Friday, November 09, 2012


Every Friday, GoLocalWorcester takes a look at who's rising and falling in the world of Massachusetts politics.


Elizabeth Warren: The Harvard law professor can now add Senator-elect to her list of titles after rolling to an 8-point victory of Republican incumbent Scott Brown in the highly-contested Massachusetts Senate race. The Democratic Party's massive get out the vote effort made Warren's road to being the first woman Senator from the Bay State much smoother than many observers were projecting.

Barack Obama: After weeks of polls showing a dead heat with Republican candidate Mitt Romney, President Obama cruised to a pretty sizable advantage in electoral votes, even with Florida still up in the air. His popular vote count, however, was lower at just 50 percent, and with the Republicans still in control of the House of Representatives, Obama's second term will be far from a cakewalk.

Medical Marijuana: Massachusetts voters approved Question 3, the medical marijuana law, by a wide margin this Election Day. It was another step in the more progressive direction laid out by the decriminalization law passed four years ago. One has to wonder if ballot questions like those that passed in Colorado and Washington this year, which legalized the recreational use of marijuana, are headed for the Bay State next time around.

Jim McGovern: Even though he was unopposed this year, Congressman McGovern was all over the Central Mass campaign scene this year.

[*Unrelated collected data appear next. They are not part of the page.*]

/// What the instruction pointer does after an instruction.
#[derive(Clone, Copy, Debug, PartialEq, Eq)]
enum Flow {
    /// Skip past the instruction and its operands.
    Next,
    /// Continue at an absolute address.
    Jump(usize),
    /// Leave the pointer on this instruction and yield.
    Suspend,
    /// Stop for good.
    Halt,
}

macro_rules! exec_vm {
    // Entry point
    (
        vm = $vm:ident,
        word = $word:ident,
        instr = $instr:ident,
        { $( $variant:ident => $handler:ident ( $( $field:ident : $kind:ident ),* $(,)? ) ),* $(,)? }
    ) => {{
        match $instr {
            $(
                Instruction::$variant => {
                    let instr_name = $instr.mnemonic();
                    $( let $field = exec_vm!(@read $vm, $word, $kind)?; )*
                    $vm.$handler(instr_name, $( $field ),*)
                }
            ),*
        }
    }};

    // Resolve a read operand to its value
    (@read $vm:ident, $word:ident, Read) => {{
        $vm.read_operand(&$word)
    }};

    // Resolve a write operand to its target address
    (@read $vm:ident, $word:ident, Write) => {{
        $vm.write_target(&$word)
    }};
}

/// Intcode virtual machine.
///
/// Owns its memory and both I/O queues. Drivers move values between
/// machines with [`feed`](Self::feed) and [`drain_outputs`](Self::drain_outputs);
/// machines never share memory.
pub struct VM {
    /// Program memory.
    memory: Memory,
    /// Instruction pointer and relative base.
    registers: Registers,
    /// Operand cursor for the instruction being executed. Committed to the
    /// instruction pointer only when the instruction completes.
    cursor: usize,
    /// Pending input, consumed front first.
    inputs: VecDeque<i64>,
    /// Every value emitted and not yet drained, oldest first.
    outputs: Vec<i64>,
    /// Total values ever drained, so output indices stay stable for drivers.
    drained: usize,
    state: ExecState,
    /// Terminal fault, replayed by every later call.
    fault: Option<VMError>,
    profile: StepProfile,
    limits: Limits,
    trace: bool,
}

impl VM {
    /// Creates a machine with a fresh copy of `program` and default limits.
    pub fn new(program: &Program) -> Self {
        Self::with_limits(program, Limits::default())
    }

    /// Creates a machine with a fresh copy of `program`.
    pub fn with_limits(program: &Program, limits: Limits) -> Self {
        Self {
            memory: Memory::new(program.words(), limits.dense_words),
            registers: Registers::new(),
            cursor: 0,
            inputs: VecDeque::new(),
            outputs: Vec::new(),
            drained: 0,
            state: ExecState::Running,
            fault: None,
            profile: StepProfile::new(),
            limits,
            trace: false,
        }
    }

    /// Logs every executed instruction at debug level when enabled.
    pub fn set_trace(&mut self, trace: bool) {
        self.trace = trace;
    }

    /// Appends one value to the input queue.
    pub fn push_input(&mut self, value: i64) {
        self.inputs.push_back(value);
    }

    /// Appends values to the input queue, in order.
    pub fn feed<I: IntoIterator<Item = i64>>(&mut self, values: I) {
        self.inputs.extend(values);
    }

    /// Number of queued, unconsumed inputs.
    pub fn pending_inputs(&self) -> usize {
        self.inputs.len()
    }

    /// Undrained outputs, oldest first.
    pub fn outputs(&self) -> &[i64] {
        &self.outputs
    }

    /// Removes and returns all undrained outputs.
    pub fn drain_outputs(&mut self) -> Vec<i64> {
        self.drained += self.outputs.len();
        std::mem::take(&mut self.outputs)
    }

    /// Removes and returns the oldest undrained output.
    pub fn take_output(&mut self) -> Option<i64> {
        if self.outputs.is_empty() {
            return None;
        }
        self.drained += 1;
        Some(self.outputs.remove(0))
    }

    /// The `n` most recent undrained outputs, oldest first (fewer if not
    /// that many exist). Does not drain.
    pub fn last_outputs(&self, n: usize) -> &[i64] {
        &self.outputs[self.outputs.len().saturating_sub(n)..]
    }

    /// Total outputs ever emitted, drained or not.
    pub fn output_count(&self) -> usize {
        self.drained + self.outputs.len()
    }

    /// Reads a memory word. Unwritten addresses read as zero.
    pub fn peek(&self, address: usize) -> i64 {
        self.memory.read(address)
    }

    /// Writes a memory word, growing memory as needed.
    pub fn poke(&mut self, address: usize, value: i64) {
        self.memory.write(address, value);
    }

    /// The contiguous part of memory, program image first.
    pub fn dump(&self) -> &[i64] {
        self.memory.dense()
    }

    /// One past the highest materialized address.
    pub fn memory_len(&self) -> usize {
        self.memory.len()
    }

    pub fn state(&self) -> ExecState {
        self.state
    }

    /// The terminal fault, if one occurred.
    pub fn fault(&self) -> Option<&VMError> {
        self.fault.as_ref()
    }

    pub fn ip(&self) -> usize {
        self.registers.ip
    }

    pub fn relative_base(&self) -> i64 {
        self.registers.relative_base
    }

    /// Number of completed instructions.
    pub fn steps(&self) -> u64 {
        self.profile.total()
    }

    pub fn profile(&self) -> &StepProfile {
        &self.profile
    }

    pub fn limits(&self) -> &Limits {
        &self.limits
    }

    /// Runs until the machine suspends or halts.
    ///
    /// Never returns [`ExecState::Running`]. Unbounded: a program that loops
    /// without input or HALT never returns; use [`run_bounded`](Self::run_bounded)
    /// to impose a budget.
    pub fn run(&mut self) -> Result<ExecState, VMError> {
        loop {
            match self.step()? {
                ExecState::Running => continue,
                state => return Ok(state),
            }
        }
    }

    /// Runs at most `max_steps` instructions.
    ///
    /// Returns [`ExecState::Running`] if the budget ran out first.
    pub fn run_bounded(&mut self, max_steps: u64) -> Result<ExecState, VMError> {
        for _ in 0..max_steps {
            match self.step()? {
                ExecState::Running => continue,
                state => return Ok(state),
            }
        }
        Ok(self.state)
    }

    /// Executes a single instruction.
    ///
    /// A halted machine stays halted; a faulted machine returns its fault.
    pub fn step(&mut self) -> Result<ExecState, VMError> {
        if let Some(fault) = &self.fault {
            return Err(fault.clone());
        }
        if self.state == ExecState::Halted {
            return Ok(ExecState::Halted);
        }

        match self.exec_next() {
            Ok(state) => {
                self.state = state;
                Ok(state)
            }
            Err(err) => {
                warn!("machine fault: {}", err);
                self.fault = Some(err.clone());
                Err(err)
            }
        }
    }

    /// Decodes and executes the instruction at the instruction pointer.
    fn exec_next(&mut self) -> Result<ExecState, VMError> {
        let offset = self.registers.ip;
        let raw = self.memory[offset];
        let word = InstructionWord::split(raw);
        let instr = Instruction::try_from(word.opcode).map_err(|_| VMError::InvalidInstruction {
            opcode: word.opcode,
            offset,
        })?;

        self.cursor = offset
            .checked_add(1)
            .ok_or(VMError::AddressOverflow { offset })?;

        if self.trace {
            debug!(
                "{:>6}: {:<4} {:?} rb={}",
                offset,
                instr.mnemonic(),
                self.operand_words(instr),
                self.registers.relative_base
            );
        }

        let flow = self.exec(instr, word)?;
        match flow {
            Flow::Next => {
                self.registers.ip = self.cursor;
                self.profile.add(instr.category());
                Ok(ExecState::Running)
            }
            Flow::Jump(target) => {
                self.registers.ip = target;
                self.profile.add(instr.category());
                Ok(ExecState::Running)
            }
            Flow::Suspend => Ok(ExecState::Suspended),
            Flow::Halt => {
                self.profile.add(instr.category());
                Ok(ExecState::Halted)
            }
        }
    }

    /// Raw operand words of `instr` at the instruction pointer, for tracing.
    fn operand_words(&self, instr: Instruction) -> Vec<i64> {
        (1..=instr.arity())
            .map(|k| self.memory[self.registers.ip.saturating_add(k)])
            .collect()
    }

    /// Executes a single decoded instruction.
    fn exec(&mut self, instruction: Instruction, word: InstructionWord) -> Result<Flow, VMError> {
        exec_vm! {
            vm = self,
            word = word,
            instr = instruction,
            {
                Add => op_add(a: Read, b: Read, dst: Write),
                Multiply => op_mul(a: Read, b: Read, dst: Write),
                Input => op_input(dst: Write),
                Output => op_output(a: Read),
                JumpIfTrue => op_jump_if_true(cond: Read, target: Read),
                JumpIfFalse => op_jump_if_false(cond: Read, target: Read),
                LessThan => op_less_than(a: Read, b: Read, dst: Write),
                Equals => op_equals(a: Read, b: Read, dst: Write),
                AdjustBase => op_adjust_base(a: Read),
                Halt => op_halt(),
            }
        }
    }

    /// Index of the operand under the cursor, 0-based.
    fn operand_index(&self) -> usize {
        self.cursor - self.registers.ip - 1
    }

    /// Takes the raw word under the cursor and advances the cursor.
    fn next_raw(&mut self) -> Result<i64, VMError> {
        let raw = self.memory[self.cursor];
        self.cursor = self
            .cursor
            .checked_add(1)
            .ok_or(VMError::AddressOverflow {
                offset: self.registers.ip,
            })?;
        Ok(raw)
    }

    /// Resolves the operand under the cursor to a value.
    fn read_operand(&mut self, word: &InstructionWord) -> Result<i64, VMError> {
        let offset = self.registers.ip;
        let mode = word.mode(self.operand_index(), offset)?;
        let raw = self.next_raw()?;
        match mode {
            ParameterMode::Position => Ok(self.memory[Memory::address(raw, offset)?]),
            ParameterMode::Immediate => Ok(raw),
            ParameterMode::Relative => {
                let address = self.registers.relative(raw)?;
                Ok(self.memory[Memory::address(address, offset)?])
            }
        }
    }

    /// Resolves the operand under the cursor to a write address.
    fn write_target(&mut self, word: &InstructionWord) -> Result<usize, VMError> {
        let offset = self.registers.ip;
        let operand = self.operand_index();
        let mode = word.mode(operand, offset)?;
        let raw = self.next_raw()?;
        match mode {
            ParameterMode::Position => Memory::address(raw, offset),
            ParameterMode::Immediate => Err(VMError::ImmediateWrite { operand, offset }),
            ParameterMode::Relative => {
                let address = self.registers.relative(raw)?;
                Memory::address(address, offset)
            }
        }
    }

    /// Converts a jump target to an instruction pointer.
    fn jump_target(&self, target: i64) -> Result<usize, VMError> {
        usize::try_from(target).map_err(|_| VMError::InvalidJumpTarget {
            target,
            offset: self.registers.ip,
        })
    }

    fn op_add(&mut self, instr: &'static str, a: i64, b: i64, dst: usize) -> Result<Flow, VMError> {
        let sum = a.checked_add(b).ok_or(VMError::ArithmeticOverflow {
            instruction: instr,
            offset: self.registers.ip,
        })?;
        self.memory.write(dst, sum);
        Ok(Flow::Next)
    }

    fn op_mul(&mut self, instr: &'static str, a: i64, b: i64, dst: usize) -> Result<Flow, VMError> {
        let product = a.checked_mul(b).ok_or(VMError::ArithmeticOverflow {
            instruction: instr,
            offset: self.registers.ip,
        })?;
        self.memory.write(dst, product);
        Ok(Flow::Next)
    }

    fn op_input(&mut self, _instr: &'static str, dst: usize) -> Result<Flow, VMError> {
        match self.inputs.pop_front() {
            Some(value) => {
                self.memory.write(dst, value);
                Ok(Flow::Next)
            }
            None => Ok(Flow::Suspend),
        }
    }

    fn op_output(&mut self, _instr: &'static str, a: i64) -> Result<Flow, VMError> {
        self.outputs.push(a);
        Ok(Flow::Next)
    }

    fn op_jump_if_true(
        &mut self,
        _instr: &'static str,
        cond: i64,
        target: i64,
    ) -> Result<Flow, VMError> {
        if cond != 0 {
            return Ok(Flow::Jump(self.jump_target(target)?));
        }
        Ok(Flow::Next)
    }

    fn op_jump_if_false(
        &mut self,
        _instr: &'static str,
        cond: i64,
        target: i64,
    ) -> Result<Flow, VMError> {
        if cond == 0 {
            return Ok(Flow::Jump(self.jump_target(target)?));
        }
        Ok(Flow::Next)
    }

    fn op_less_than(
        &mut self,
        _instr: &'static str,
        a: i64,
        b: i64,
        dst: usize,
    ) -> Result<Flow, VMError> {
        self.memory.write(dst, i64::from(a < b));
        Ok(Flow::Next)
    }

    fn op_equals(
        &mut self,
        _instr: &'static str,
        a: i64,
        b: i64,
        dst: usize,
    ) -> Result<Flow, VMError> {
        self.memory.write(dst, i64::from(a == b));
        Ok(Flow::Next)
    }

    fn op_adjust_base(&mut self, instr: &'static str, a: i64) -> Result<Flow, VMError> {
        self.registers.adjust_base(a, instr)?;
        Ok(Flow::Next)
    }

    fn op_halt(&mut self, _instr: &'static str) -> Result<Flow, VMError> {
        Ok(Flow::Halt)
    }
}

His office put its resources to work for a number of Democratic state candidates and added a hometown ground game to Elizabeth Warren's efforts in Worcester.

Voter Turnout: The biggest political stars this week were the Commonwealth's voters, who turned out in droves on Election Day. Secretary of State William Galvin projected turnout of more than 70 percent for the presidential election year, and while many voters faced long lines here in Worcester and elsewhere in the state, their sheer numbers left little doubt as to whether or not the citizenry is engaged in the political process. 


Scott Brown: Higher voter turnout brought in lower returns for now outgoing-Republican Senator Scott Brown. It seems his victory in 2010 may have been the product of circumstances, with the off-year election enabling his grassroots support to propel him to victory in heavily-Democratic Massachusetts. But with President Obama commanding a 20-plus point margin over former Governor Romney in his own home state, Brown's reelection effort was a long shot any way you look at it.

Mitt Romney: The former Governor was hearing it from both sides this Election Day. Pundits on the right were criticizing him for not being a conservative enough representative of the GOP before the polls were even closed, and he certainly fared no better with those on the left. The revelation that Romney had planned an eight-minute fireworks display in Boston to celebrate his victory on Tuesday night shows he was confident going into Election Day, but it seems American voters were less so.

Assisted Suicide: While Massachusetts voters were fine with medical marijuana, they drew the line at prescribing drugs to end life for patients with terminal diagnosis when they voted down Question 2 this week. The proposed law left open too many possibilities, and it will be interesting to see if it resurfaces four years from now in a different form on Bay State ballots.

Athena: Just when the region was recovering from last week's Hurricane Sandy, the Nor'easter rolled in to wreak havoc on Wednesday's afternoon commute. Worcester saw several pileups and a school bus end up in a backyard, reminding everyone that winter is coming, and it likely will not be as mild as last year.